Parce qu'on peut légitimement se demander quel rôle les policiers voient pour l'institution qu'ils servent. Le directeur du SPVM, Marc Parent, s'est excusé aujourd'hui, soutenant que les propos de "728" ne reflétaient pas les valeurs de l'institution. Bullshit. Si c'était le cas, des policiers n'auraient pas crevé l'oeil d'un jeune dont le "crime" se résumait à s'être assis devant un édifice public pour manifester son désaccord avec la hausse des frais de scolarité. Dans le pire des cas, le geste n'aurait pas été justifié par la suite. Il n'y aurait pas eu autant de "Din fesses mon côlisse!" sur youtube sans que le SPVM ne se livre à un examen de conscience. Mais non, rien. Dans les faits, Marc Parent s'excuse pour la seule et unique raison que "728" a été assez stupide pour se faire connaître en mai dernier en agressant des gens devant une caméra et encore une fois cette semaine en enregistrant elle-même ses propos scabreux! La plupart des policiers disposent de plus de jugeote que ça...

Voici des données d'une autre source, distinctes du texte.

//! The `linguaforge due` command.

use std::path::PathBuf;
use std::sync::Arc;

use anyhow::Result;
use chrono::Utc;
use comfy_table::Table;

use linguaforge_core::config::SrsConfig;
use linguaforge_providers::load_config_from;
use linguaforge_srs::SrsScheduler;

use super::{load_store, parse_language_opt};

pub async fn execute(
    user: String,
    language: Option<String>,
    config_path: Option<PathBuf>,
) -> Result<()> {
    let config = load_config_from(config_path.as_deref())?;
    let language = parse_language_opt(language.as_deref())?;

    let store = Arc::new(load_store(&config.state_path)?);
    let scheduler = SrsScheduler::new(store, SrsConfig::default());
    let due = scheduler.due_items(&user, language, Utc::now()).await?;

    if due.is_empty() {
        println!("Nothing due. Come back later.");
        return Ok(());
    }

    let mut table = Table::new();
    table.set_header(vec!["Id", "Language", "Your answer", "Correct", "Seen", "Reviews"]);
    for item in &due {
        table.add_row(vec![
            item.id.to_string(),
            item.language.to_string(),
            item.original.clone(),
            item.correct.clone(),
            item.occurrences.to_string(),
            item.review_count.to_string(),
        ]);
    }
    println!("{table}");
    println!("\n{} item(s) due. Review one with:", due.len());
    println!("  linguaforge review --error-id <id> --quality <0-5>");

    Ok(())
}
//! linguaforge-providers — external service integrations.
//!
//! Implements the `TextJudge` and `SpeechTranscriber` traits over HTTP
//! (OpenAI-compatible chat completions and an AssemblyAI-style speech API),
//! plus deterministic mocks for tests and offline use.

pub mod config;
pub mod error;
pub mod judge;
pub mod mock;
pub mod speech;

pub use config::{
    create_judge, create_transcriber, load_config, load_config_from, JudgeConfig,
    LinguaforgeConfig, SpeechConfig,
};
pub use error::ProviderError;
pub use judge::ChatJudge;
pub use mock::{MockJudge, MockTranscriber};
pub use speech::PollingTranscriber;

La plupart du temps, les bavures des policiers sont entérinées par leur hiérarchie. Comme l'indique le criminologue Marc Alain dans l'article cité plus haut, le problème n'est pas individuel, mais systémique. L'absence de règles claires à l'interne engendre tout un jeu de coulisse avec la hiérarchie et la fraternité quant aux sanctions à apporter vis-à-vis de tel ou tel comportement fautif.

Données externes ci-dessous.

impl FeedbackSynthesizer {
    pub fn new(config: FeedbackConfig) -> Self {
        Self { config }
    }

    pub fn synthesize(
        &self,
        output: &GradingOutput,
        context: &GradingContext,
        text: &str,
        forge_type: ForgeType,
        scores: &ScoreSet,
    ) -> FeedbackOutput {
        let detail_level = DetailLevel::for_mode(forge_type, context.user_level);

        let mut issues = output.grammar_issues.clone();
        issues.sort_by(|a, b| b.severity.cmp(&a.severity));
        issues.truncate(self.issue_cap(detail_level));

        let corrections = issues
            .iter()
            .map(|issue| self.build_correction(issue, context, text, detail_level))
            .collect();

        FeedbackOutput {
            corrections,
            summary: summary_for(scores),
            encouragement: encouragement_for(scores.overall),
            suggestions: self.suggestions(output, context, forge_type, scores),
            detail_level,
        }
    }

    fn issue_cap(&self, detail_level: DetailLevel) -> usize {
        match detail_level {
            DetailLevel::Minimal => self.config.minimal_issue_cap,
            DetailLevel::Standard => self.config.standard_issue_cap,
            DetailLevel::Detailed => self.config.detailed_issue_cap,
        }
    }

    fn build_correction(
        &self,
        issue: &GrammarIssue,
        context: &GradingContext,
        text: &str,
        detail_level: DetailLevel,
    ) -> Correction {
        let incorrect = approximate_span(
            text,
            issue.position,
            self.config.span_chars_before,
            self.config.span_chars_after,
        );

        let rule = issue
            .rule_id
            .as_ref()
            .and_then(|id| context.grammar_rules.iter().find(|r| &r.id == id));

        let corrected = rule
            .and_then(|r| r.examples.first())
            .map(|ex| ex.correct.clone())
            .or_else(|| issue.suggestion.clone())
            .filter(|s| !s.trim().is_empty())
            .unwrap_or_else(|| CORRECTED_PLACEHOLDER.to_string());

        let explanation = explanation_for(issue, rule, detail_level);
        let is_recurring = context.prior_incorrect_uses(&issue.category) >= 2;

        Correction {
            kind: CorrectionKind::Grammar,
            incorrect,
            corrected,
            explanation,
            category: issue.category.clone(),
            is_recurring,
        }
    }

    /// Up to three suggestions, in priority order: weakest dimensions first,
    /// then the learner's weakest proficiency patterns, then mode nudges.
    fn suggestions(
        &self,
        output: &GradingOutput,
        context: &GradingContext,
        forge_type: ForgeType,
        scores: &ScoreSet,
    ) -> Vec<String> {
        let mut suggestions = Vec::new();
        let threshold = self.config.weak_dimension_threshold;

        if scores.grammar < threshold {
            if let Some(category) = most_frequent_category(&output.grammar_issues) {
                suggestions.push(format!("Focus on {category}: it caused most of your grammar issues this time."));
            } else {
                suggestions.push("Review the grammar corrections below before your next session.".to_string());
            }
        }
        if scores.vocabulary < threshold {
            suggestions.push(
                "Try expressing the same idea with words you already know well, then add new ones gradually.".to_string(),
            );
        }
        if scores.naturalness < threshold {
            suggestions.push(
                "Listen to native speakers phrasing similar ideas and echo their word order.".to_string(),
            );
        }

        let mut weakest: Vec<_> = context.proficiency_patterns.iter().collect();
        weakest.sort_by(|a, b| {
            a.mastery_level
                .partial_cmp(&b.mastery_level)
                .unwrap_or(std::cmp::Ordering::Equal)
        });
        for pattern in weakest.iter().take(2) {
            suggestions.push(format!("Keep practicing {}: your mastery there is still growing.", pattern.category));
        }

        if forge_type.is_fast_paced() && scores.overall >= self.config.level_up_threshold {
            suggestions.push("You handled this speed comfortably. Try harder content next time.".to_string());
        }

        suggestions.truncate(self.config.suggestion_cap);
        suggestions
    }
}

fn explanation_for(
    issue: &GrammarIssue,
    rule: Option<&GrammarRule>,
    detail_level: DetailLevel,
) -> String {
    let mut explanation = format!("Grammar: {}", issue.category);
    if detail_level == DetailLevel::Minimal {
        return explanation;
    }

    explanation.push_str(". ");
    explanation.push_str(&issue.description);

    if detail_level == DetailLevel::Detailed {
        if let Some(example) = rule.and_then(|r| r.examples.first()) {
            explanation.push_str(&format!(
                " For example, \"{}\" should be \"{}\".",
                example.incorrect, example.correct
            ));
        }
    }
    explanation
}

fn most_frequent_category(issues: &[GrammarIssue]) -> Option<String> {
    use std::collections::HashMap;
    let mut counts: HashMap<&str, usize> = HashMap::new();
    for issue in issues {
        *counts.entry(issue.category.as_str()).or_default() += 1;
    }
    counts
        .into_iter()
        .max_by_key(|(_, count)| *count)
        .map(|(category, _)| category.to_string())
}

/// Summary text from five fixed score bands; the lowest band names the
/// weakest of grammar/vocabulary/naturalness.
fn summary_for(scores: &ScoreSet) -> String {
    match scores.overall {
        90..=100 => "Excellent work! Your language production is accurate and natural.".to_string(),
        80..=89 => "Strong work. A few small slips, but your meaning comes through clearly.".to_string(),
        70..=79 => "Good effort. The core is solid; the corrections below will tighten it up.".to_string(),
        60..=69 => "You're getting there. Work through the corrections and try a similar exercise again.".to_string(),
        _ => {
            let weakest = weakest_dimension(scores);
            format!("This one was tough. Let's focus on your {weakest} first; the rest will follow.")
        }
    }
}

fn weakest_dimension(scores: &ScoreSet) -> &'static str {
    let mut weakest = ("grammar", scores.grammar);
    if scores.vocabulary < weakest.1 {
        weakest = ("vocabulary", scores.vocabulary);
    }
    if scores.naturalness < weakest.1 {
        weakest = ("naturalness", scores.naturalness);
    }
    weakest.0
}

/// Encouragement from five score bands, independent of the summary.
fn encouragement_for(overall: u8) -> String {
    match overall {
        90..=100 => "Keep this up and you'll be thinking in this language soon.".to_string(),
        80..=89 => "You're building real fluency. Nice momentum!".to_string(),
        70..=79 => "Every session like this one moves you forward.".to_string(),
        60..=69 => "Mistakes are where the learning happens. You're doing the work.".to_string(),
        _ => "Hard sessions count double. Showing up is the win today.".to_string(),
    }
}

#[cfg(test)]
mod tests {
    use super::*;
    use linguaforge_core::model::{Language, ProficiencyPattern, RuleExample};
    use linguaforge_core::results::{IssueSeverity, NaturalnessOutcome};

    fn context() -> GradingContext {
        GradingContext {
            user_id: "u1".into(),
            language: Language::Romanian,
            user_level: 5,
            grammar_rules: vec![],
            recent_errors: vec![],
            recent_guesses: vec![],
            proficiency_patterns: vec![],
            vocabulary_tracking: vec![],
        }
    }

    fn issue(category: &str, severity: IssueSeverity, position: usize) -> GrammarIssue {
        GrammarIssue {
            category: category.into(),
            severity,
            position,
            description: format!("{category} problem"),
            suggestion: Some(format!("{category} fix")),
            rule_id: None,
        }
    }

    fn output_with_issues(issues: Vec<GrammarIssue>) -> GradingOutput {
        GradingOutput {
            grammar_score: 70,
            vocabulary_score: 80,
            naturalness: NaturalnessOutcome::Scored { score: 85 },
            fluency_score: 78,
            grammar_issues: issues,
            vocabulary_issues: vec![],
            grammar_judge_degraded: false,
        }
    }

    fn scores(overall: u8, grammar: u8, vocabulary: u8, naturalness: u8) -> ScoreSet {
        ScoreSet {
            overall,
            grammar,
            vocabulary,
            pronunciation: 0,
            fluency: 0,
            naturalness,
        }
    }

    #[test]
    fn issues_sorted_by_severity_and_truncated() {
        let synthesizer = FeedbackSynthesizer::new(FeedbackConfig::default());
        let issues = vec![
            issue("low-1", IssueSeverity::Low, 0),
            issue("high-1", IssueSeverity::High, 0),
            issue("low-2", IssueSeverity::Low, 0),
            issue("med-1", IssueSeverity::Medium, 0),
        ];
        let feedback = synthesizer.synthesize(
            &output_with_issues(issues),
            &context(),
            "text de test",
            ForgeType::Blitz,
            &scores(75, 70, 80, 85),
        );
        // Blitz is fast-paced: minimal detail, cap 3.
        assert_eq!(feedback.detail_level, DetailLevel::Minimal);
        assert_eq!(feedback.corrections.len(), 3);
        assert_eq!(feedback.corrections[0].category, "high-1");
        assert_eq!(feedback.corrections[1].category, "med-1");
    }

    #[test]
    fn corrected_prefers_rule_example_over_suggestion() {
        let synthesizer = FeedbackSynthesizer::new(FeedbackConfig::default());
        let mut ctx = context();
        ctx.grammar_rules.push(GrammarRule {
            id: "r1".into(),
            category: "articles".into(),
            difficulty_level: 3,
            examples: vec![RuleExample {
                incorrect: "un casa".into(),
                correct: "o casă".into(),
                explanation: "casa is feminine".into(),
            }],
        });
        let mut backed = issue("articles", IssueSeverity::Medium, 0);
        backed.rule_id = Some("r1".into());

        let feedback = synthesizer.synthesize(
            &output_with_issues(vec![backed]),
            &ctx,
            "am un casa mare",
            ForgeType::Conversation,
            &scores(75, 70, 80, 85),
        );
        assert_eq!(feedback.corrections[0].corrected, "o casă");
    }

    #[test]
    fn correction_without_any_fix_gets_placeholder() {
        let synthesizer = FeedbackSynthesizer::new(FeedbackConfig::default());
        let mut bare = issue("word-order", IssueSeverity::Low, 0);
        bare.suggestion = None;

        let feedback = synthesizer.synthesize(
            &output_with_issues(vec![bare]),
            &context(),
            "text de test",
            ForgeType::Conversation,
            &scores(75, 70, 80, 85),
        );
        assert_eq!(feedback.corrections[0].corrected, CORRECTED_PLACEHOLDER);
    }

    #[test]
    fn explanation_scales_with_detail_level() {
        let synthesizer = FeedbackSynthesizer::new(FeedbackConfig::default());
        let mut ctx = context();
        ctx.grammar_rules.push(GrammarRule {
            id: "r1".into(),
            category: "articles".into(),
            difficulty_level: 3,
            examples: vec![RuleExample {
                incorrect: "un casa".into(),
                correct: "o casă".into(),
                explanation: "casa is feminine".into(),
            }],
        });
        let mut backed = issue("articles", IssueSeverity::Medium, 0);
        backed.rule_id = Some("r1".into());
        let output = output_with_issues(vec![backed]);

        let minimal = synthesizer.synthesize(&output, &ctx, "am un casa", ForgeType::Blitz, &scores(75, 70, 80, 85));
        assert_eq!(minimal.corrections[0].explanation, "Grammar: articles");

        let detailed = synthesizer.synthesize(&output, &ctx, "am un casa", ForgeType::Reflection, &scores(75, 70, 80, 85));
        assert!(detailed.corrections[0].explanation.contains("articles problem"));
        assert!(detailed.corrections[0]
            .explanation
            .contains("\"un casa\" should be \"o casă\""));
    }

    #[test]
    fn recurring_flag_needs_two_prior_misses() {
        let synthesizer = FeedbackSynthesizer::new(FeedbackConfig::default());
        let mut ctx = context();
        let mut pattern =
            ProficiencyPattern::new("u1", Language::Romanian, "articles", "grammar");
        pattern.record_incorrect(chrono::Utc::now());
        pattern.record_incorrect(chrono::Utc::now());
        ctx.proficiency_patterns.push(pattern);

        let feedback = synthesizer.synthesize(
            &output_with_issues(vec![issue("articles", IssueSeverity::Medium, 0)]),
            &ctx,
            "am un casa",
            ForgeType::Conversation,
            &scores(75, 70, 80, 85),
        );
        assert!(feedback.corrections[0].is_recurring);
    }

    #[test]
    fn lowest_band_summary_names_weakest_dimension() {
        assert!(summary_for(&scores(45, 80, 30, 70)).contains("vocabulary"));
        assert!(summary_for(&scores(45, 20, 60, 70)).contains("grammar"));
        assert!(summary_for(&scores(45, 80, 60, 40)).contains("naturalness"));
    }

    #[test]
    fn summary_bands() {
        assert!(summary_for(&scores(95, 95, 95, 95)).starts_with("Excellent"));
        assert!(summary_for(&scores(85, 85, 85, 85)).starts_with("Strong"));
        assert!(summary_for(&scores(72, 72, 72, 72)).starts_with("Good effort"));
        assert!(summary_for(&scores(64, 64, 64, 64)).starts_with("You're getting there"));
    }

    #[test]
    fn fast_mode_with_high_score_suggests_leveling_up() {
        let synthesizer = FeedbackSynthesizer::new(FeedbackConfig::default());
        let feedback = synthesizer.synthesize(
            &output_with_issues(vec![]),
            &context(),
            "text de test",
            ForgeType::Blitz,
            &scores(88, 90, 85, 90),
        );
        assert!(feedback
            .suggestions
            .iter()
            .any(|s| s.contains("harder content")));
    }

    #[test]
    fn suggestions_capped_at_three() {
        let synthesizer = FeedbackSynthesizer::new(FeedbackConfig::default());
        let mut ctx = context();
        for category in ["a", "b", "c"] {
            ctx.proficiency_patterns.push(ProficiencyPattern::new(
                "u1",
                Language::Romanian,
                category,
                "grammar",
            ));
        }
        let feedback = synthesizer.synthesize(
            &output_with_issues(vec![issue("articles", IssueSeverity::High, 0)]),
            &ctx,
            "text de test",
            ForgeType::Conversation,
            &scores(50, 50, 50, 50),
        );
        assert_eq!(feedback.suggestions.len(), 3);
    }
}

Cependant, les policiers, comme individus, portent en partie la responsabilité de cet état de fait. Si ses collègues avaient été dérangé.e.s par son agression contre des manifestant.e.s au mois de mai dernier, pourquoi ne pas être intervenu? Pourquoi ne pas avoir dénoncé le geste après coup? Le silence tacite des policiers envers les fautes de leurs collègues a déjà souvent été comparé à une omerta. Qui plus est, la fraternité se bat bec et ongles pour limiter le contrôle sur le travail policier. Encore cette semaine, Yves Francoeur, le président de la Fraternité des policiers et policières de Montréal, demandait à ce que le contrôle politique sur le budget et les orientations du SPVM soit relâché, sous prétexte du manque total de crédibilité et de légitimité de l'administration Tremblay. Prétexte seulement, parce que sinon, il aurait dû dénoncer aussi le manque de crédibilité du SPVM, qui avait en douce donné la responsabilité de la sécurité de son quartier général à la mafia. Pour vrai, à la mafia... Et pourtant non, tout baigne.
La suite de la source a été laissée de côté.